At Mount Sinai, where I am a chaplain intern, I have a list of patients to visit. I make my way from room to room, floor to floor trying to visit. Some days, everyone is out of the room and I leave many business cards and notes saying, "sorry I missed you." Some days, I get to see one person and the conversation is so long that I do not get to even poke my head in on anyone else. Some days, I might see someone who affects me so profoundly that I simply need a break, need a time out before attempting to visit another patient. Then, I am most adrift, looking for paperwork to file, an errand to run, a coffee to drink.

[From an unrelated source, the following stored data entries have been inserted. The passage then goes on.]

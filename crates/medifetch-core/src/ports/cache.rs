//! Key-value cache store port (C1).

use async_trait::async_trait;
use std::time::Duration;

use crate::domain::CacheStats;
use crate::errors::AppError;

/// Persistent TTL cache used as the backing store for read-through
/// repository decorators (C8).
///
/// Values are opaque serialized bytes; callers own serialization. Entries
/// survive restarts. Safe for concurrent readers and writers.
#[async_trait]
pub trait KvCache: Send + Sync {
    /// Upsert `key -> value` with `expiry = now + ttl`.
    async fn set(&self, key: &str, value: String, ttl: Duration) -> Result<(), AppError>;

    /// Returns the value iff present and unexpired. On expiry the entry
    /// is deleted and `None` is returned. On deserialization failure by
    /// the caller's own inspection, callers are expected to `delete` the
    /// entry themselves; this port only handles expiry-driven deletion.
    async fn get(&self, key: &str) -> Result<Option<String>, AppError>;

    async fn delete(&self, key: &str) -> Result<(), AppError>;

    async fn clear(&self) -> Result<(), AppError>;

    /// Remove all expired entries; returns the count removed.
    async fn cleanup(&self) -> Result<u64, AppError>;

    async fn stats(&self) -> Result<CacheStats, AppError>;
}
//! Route definitions and router construction (C11).

use axum::routing::{get, post};
use axum::Router;
use tower_http::cors::{Any, CorsLayer};
use tower_http::trace::TraceLayer;

use crate::handlers;
use crate::state::AppState;

fn downloads_routes() -> Router<AppState> {
    Router::new()
        .route("/", post(handlers::downloads::enqueue).get(handlers::downloads::list))
        .route("/{id}", get(handlers::downloads::get_status))
        .route("/{id}/logs", get(handlers::downloads::logs))
        .route("/{id}/cancel", post(handlers::downloads::cancel))
        .route("/{id}/retry", post(handlers::downloads::retry))
        .route("/{id}/move", post(handlers::downloads::move_to_destination))
        .route("/media/{id}", get(handlers::media::get).patch(handlers::media::update))
}

fn sandbox_routes() -> Router<AppState> {
    Router::new()
        .route("/yt-dlp", post(handlers::sandbox::yt_dlp))
        .route("/yt-dlp/stream", post(handlers::sandbox::yt_dlp_stream))
}

/// Build the full router: `/api/downloads`, `/api/sandbox`, and `/health`.
#[must_use]
pub fn create_router(state: AppState) -> Router {
    Router::new()
        .nest("/api/downloads", downloads_routes())
        .nest("/api/sandbox", sandbox_routes())
        .route("/health", get(handlers::health::health))
        .layer(
            CorsLayer::new()
                .allow_origin(Any)
                .allow_methods(Any)
                .allow_headers(Any),
        )
        .layer(TraceLayer::new_for_http())
        .with_state(state)
}
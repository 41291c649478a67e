//! Shared application state type.

use std::sync::Arc;

use medifetch_worker::{DownloadService, Worker};

/// Configuration for the sandbox pass-through endpoint: a debugging
/// surface that runs the Extractor directly, bypassing the queue.
#[derive(Clone, Debug)]
pub struct SandboxConfig {
    /// Path to the Extractor binary invoked directly, bypassing the queue.
    pub extractor_bin: String,
}

/// Everything an HTTP handler needs: the use-case facade, a read-only
/// handle to the worker's observability state, and the sandbox's
/// extractor binary path.
pub struct HttpContext {
    pub service: Arc<DownloadService>,
    pub worker: Arc<Worker>,
    pub sandbox: SandboxConfig,
}

/// Application state shared across all handlers.
pub type AppState = Arc<HttpContext>;
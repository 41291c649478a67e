//! Core domain types and port definitions for medifetch.
//!
//! Pure domain logic lives here: no I/O, no networking, no runtime
//! dependencies beyond what's needed to describe async port traits.
//! Adapters (`medifetch-db`, `medifetch-extract`, `medifetch-http`) depend
//! on this crate, never the other way around.

pub mod config;
pub mod domain;
pub mod errors;
pub mod ports;
pub mod url;

pub use config::AppConfig;
pub use domain::{
    CacheEntry, CacheStats, Download, DownloadId, DownloadLog, DownloadStatus, EventType, Media,
    MediaFields, MediaId, MediaKind, NewDownload, NewMedia, Provider, Track,
};
pub use errors::AppError;
pub use ports::{
    days_ago, DownloadExecutor, DownloadLogRepository, DownloadRepository, ExecuteOutcome,
    KvCache, MediaCandidate, MediaRepository, MetadataExtractor, NewDownloadLog,
    ProcessIdCallback, ProgressCallback, StorageProbe,
};

#[cfg(test)]
use mockall as _;
//! Event log writer (C7): thin helper in front of
//! [`DownloadLogRepository::create`], enforcing the event-type
//! enumeration and giving callers a one-line way to append a row.

use std::sync::Arc;

use medifetch_core::{AppError, DownloadId, DownloadLogRepository, EventType, NewDownloadLog};
use tracing::warn;

/// Appends lifecycle events for a `Download`. Holds the repository it
/// writes through; stateless otherwise.
#[derive(Clone)]
pub struct DownloadLogWriter {
    repo: Arc<dyn DownloadLogRepository>,
}

impl DownloadLogWriter {
    #[must_use]
    pub const fn new(repo: Arc<dyn DownloadLogRepository>) -> Self {
        Self { repo }
    }

    pub async fn append(
        &self,
        download_id: DownloadId,
        event_type: EventType,
        message: impl Into<String>,
        metadata: Option<serde_json::Value>,
    ) -> Result<(), AppError> {
        self.repo
            .create(NewDownloadLog {
                download_id,
                event_type,
                message: message.into(),
                metadata,
            })
            .await
            .map(|_| ())
    }

    /// Same as [`Self::append`], but swallows failures after logging them
    /// at warn level. Use at points in the lifecycle where a logging
    /// failure must never derail the operation it's annotating.
    pub async fn append_best_effort(
        &self,
        download_id: DownloadId,
        event_type: EventType,
        message: impl Into<String>,
        metadata: Option<serde_json::Value>,
    ) {
        if let Err(err) = self.append(download_id, event_type, message, metadata).await {
            warn!(%download_id, %event_type, %err, "failed to append download log");
        }
    }
}
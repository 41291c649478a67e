//! Port definitions (trait abstractions) for external systems.
//!
//! Ports define the interfaces the core domain expects from
//! infrastructure. They contain no implementation details and use only
//! domain types.
//!
//! # Design Rules
//!
//! - No `sqlx` types, subprocess handles, or filesystem types in any
//!   signature.
//! - Traits are minimal and CRUD-focused for repositories.
//! - Adapters (`medifetch-db`, `medifetch-extract`) implement these; the
//!   composition root (`medifetch-cli`) wires concrete types behind
//!   `Arc<dyn Trait>`.

mod cache;
mod extract;
mod repository;

pub use cache::KvCache;
pub use extract::{
    DownloadExecutor, ExecuteOutcome, MediaCandidate, MetadataExtractor, ProcessIdCallback,
    ProgressCallback, StorageProbe,
};
pub use repository::{days_ago, DownloadLogRepository, DownloadRepository, MediaRepository, NewDownloadLog};
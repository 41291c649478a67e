//! `SQLite` implementations of the core repository ports.
//!
//! These encapsulate all SQL queries and database access. `SqlitePool` is
//! confined to this module and never exposed through the port trait
//! signatures.

mod row_mappers;
mod sqlite_download_log_repository;
mod sqlite_download_repository;
mod sqlite_kv_cache;
mod sqlite_media_repository;

pub use sqlite_download_log_repository::SqliteDownloadLogRepository;
pub use sqlite_download_repository::SqliteDownloadRepository;
pub use sqlite_kv_cache::SqliteKvCache;
pub use sqlite_media_repository::SqliteMediaRepository;
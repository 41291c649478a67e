//! `SQLite` implementation of the `MediaRepository` port.

use async_trait::async_trait;
use chrono::Utc;
use sqlx::{Row, SqlitePool};

use medifetch_core::{AppError, Media, MediaFields, MediaId, NewMedia, Provider};

use super::row_mappers::{map_media_row, sqlx_err};

/// `SQLite` implementation of the `MediaRepository` port.
pub struct SqliteMediaRepository {
    pool: SqlitePool,
}

impl SqliteMediaRepository {
    #[must_use]
    pub const fn new(pool: SqlitePool) -> Self {
        Self { pool }
    }
}

#[async_trait]
impl medifetch_core::MediaRepository for SqliteMediaRepository {
    async fn find_by_id(&self, id: MediaId) -> Result<Option<Media>, AppError> {
        let row = sqlx::query("SELECT * FROM media WHERE id = ?")
            .bind(id.0)
            .fetch_optional(&self.pool)
            .await
            .map_err(sqlx_err)?;
        row.as_ref().map(map_media_row).transpose()
    }

    async fn find_by_provider_and_provider_id(
        &self,
        provider: Provider,
        provider_id: &str,
    ) -> Result<Option<Media>, AppError> {
        if provider_id.is_empty() {
            return Ok(None);
        }
        let row = sqlx::query("SELECT * FROM media WHERE provider = ? AND provider_id = ?")
            .bind(provider.as_str())
            .bind(provider_id)
            .fetch_optional(&self.pool)
            .await
            .map_err(sqlx_err)?;
        row.as_ref().map(map_media_row).transpose()
    }

    async fn find_all(&self, page: u32, page_size: u32) -> Result<Vec<Media>, AppError> {
        let offset = i64::from(page.saturating_sub(1)) * i64::from(page_size);
        let rows = sqlx::query("SELECT * FROM media ORDER BY created_at DESC LIMIT ? OFFSET ?")
            .bind(i64::from(page_size))
            .bind(offset)
            .fetch_all(&self.pool)
            .await
            .map_err(sqlx_err)?;
        rows.iter().map(map_media_row).collect()
    }

    async fn count_all(&self) -> Result<u64, AppError> {
        let row = sqlx::query("SELECT COUNT(*) AS n FROM media")
            .fetch_one(&self.pool)
            .await
            .map_err(sqlx_err)?;
        let n: i64 = row.try_get("n").map_err(sqlx_err)?;
        Ok(n as u64)
    }

    async fn find_orphaned(&self) -> Result<Vec<Media>, AppError> {
        let rows = sqlx::query(
            "SELECT * FROM media WHERE id NOT IN \
             (SELECT media_id FROM downloads WHERE media_id IS NOT NULL)",
        )
        .fetch_all(&self.pool)
        .await
        .map_err(sqlx_err)?;
        rows.iter().map(map_media_row).collect()
    }

    async fn create(&self, data: NewMedia) -> Result<Media, AppError> {
        let now = Utc::now();
        let tracks_json = data
            .tracks
            .as_ref()
            .map(|t| serde_json::to_string(t).unwrap_or_default());

        let result = sqlx::query(
            "INSERT INTO media \
             (title, artist, album, album_artist, year, cover_url, duration, \
              provider, provider_id, kind, tracks, created_at, updated_at) \
             VALUES (?, ?, ?, ?, ?, ?, ?, ?, ?, ?, ?, ?, ?)",
        )
        .bind(&data.title)
        .bind(&data.artist)
        .bind(&data.album)
        .bind(&data.album_artist)
        .bind(data.year)
        .bind(&data.cover_url)
        .bind(data.duration.map(i64::from))
        .bind(data.provider.as_str())
        .bind(&data.provider_id)
        .bind(data.kind.to_string())
        .bind(&tracks_json)
        .bind(now)
        .bind(now)
        .execute(&self.pool)
        .await
        .map_err(sqlx_err)?;

        let id = MediaId(result.last_insert_rowid());
        self.find_by_id(id)
            .await?
            .ok_or_else(|| AppError::internal("media vanished immediately after insert"))
    }

    async fn update_metadata(&self, id: MediaId, fields: MediaFields) -> Result<(), AppError> {
        if fields.is_empty() {
            return Ok(());
        }
        sqlx::query(
            "UPDATE media SET \
             title = COALESCE(?, title), \
             artist = COALESCE(?, artist), \
             album = COALESCE(?, album), \
             album_artist = COALESCE(?, album_artist), \
             year = COALESCE(?, year), \
             updated_at = ? \
             WHERE id = ?",
        )
        .bind(&fields.title)
        .bind(&fields.artist)
        .bind(&fields.album)
        .bind(&fields.album_artist)
        .bind(fields.year)
        .bind(Utc::now())
        .bind(id.0)
        .execute(&self.pool)
        .await
        .map_err(sqlx_err)?;
        Ok(())
    }

    async fn delete(&self, id: MediaId) -> Result<(), AppError> {
        sqlx::query("DELETE FROM media WHERE id = ?")
            .bind(id.0)
            .execute(&self.pool)
            .await
            .map_err(sqlx_err)?;
        Ok(())
    }

    async fn delete_all(&self) -> Result<(), AppError> {
        sqlx::query("DELETE FROM media")
            .execute(&self.pool)
            .await
            .map_err(sqlx_err)?;
        Ok(())
    }
}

Somewhere else along the way, I came to value achieving (arguable, over-achieving). I could drink in life, lap it up, but if I am not chugging it down, something feels amiss. At work, I am afraid someone will find out that I do not see everyone. I feel like I am somehow slacking off, shirking responsibility...If every moment I am not on-task, then I must be OFF-task.

But this is not the nature of chaplaincy. And truthfully, I can see how the nature of chaplaincy is forcing me to be...slower, more focused and maybe even more reasonable. At work, I have to learn quality not quantity. I have to find a way to make peace with less actually truly being more. Walking out in the middle of patient x's painful story
in order to go make sure I have time to visit and check off that I saw patient y, is not only obviously asinine, it would be damaging to abandon someone in a moment of vulnerability like that.

Slowly I am learning that slowing down is not failing, slowing down actually means the potential for deeper, more meaningful and (not even worth arguing) better.

And yes, I am submitting this to my supervisor who will now know for sure-most days I do not actually get it all done. And truly, that is a true success.